A marble fragment of a funerary stele discovered in 1953, dated c. 540 BC, depicts an ancient Greek boxer. The individual's depiction as a boxer is apparent in his broken nose, cauliflower ear, and the strapped wrist that he holds aloft – these straps were used by the Ancient Greeks to secure knuckle-guards for boxing competitions. It is considered one of the earliest examples of a highly individualized athlete depiction in Ancient Greek sculpture, and "nearer to a portrait than any other work surviving from Archaic Greece" (together with the Sabouroff head). It utilizes relief carving techniques to characterize a subject long before high degrees of individual characterization were apparent in freestanding sculpture.

== Discovery ==
The stele fragment was discovered in 1953 by Threpsiades, in the remains of Athens' Themistoklean Walls. It hangs today in the Kerameikos Archaeological Museum.

== Boxing in Ancient Greece ==
In ancient Greece, there were very few rules in boxing - it was a brutal sport. Gloves were not typical in the ancient Greek version of the sport; rather, fighters wore himantes, or leather thongs, around their wrists and the lower part of their hands to protect them from damage. In Plato's Gorgias, he refers to them as "folk with the battered ears," referencing their tendency to become disfigured by violence, like the cauliflower ears depicted in the stele In fact, it was not unusual for a fighter to become seriously injured or even killed in this ancient sport.

== Other Ancient Greek Depictions of Boxing ==
This stele fragment's subject can be compared to the notable Boxer at Rest, also known as the Terme Boxer. Unlike the boxer stele, which is in relief and of marble, this sculpture was made in the round and of bronze and copper inlay.
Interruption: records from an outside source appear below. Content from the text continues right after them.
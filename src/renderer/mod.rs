pub mod components;
pub mod renderer;
pub mod renders;
pub mod scopes;
pub mod template;
pub mod traits;
pub mod types;
pub mod visibility;

pub use components::*;
pub use renderer::*;
pub use renders::*;
pub use template::*;
pub use traits::*;
pub use types::*;
pub use visibility::*;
This sculpture further depicts the detrimental physical effects of ancient Greek boxing - while the stele only has cauliflower ears, Boxer at Rest has cauliflower ears, a broken nose, and cuts and scrapes emphasized from the statue's bronze composition with inlay of copper. The extra detail and intricacy of Boxer at Rest contributes to its pathos, or emotional effect on the viewer.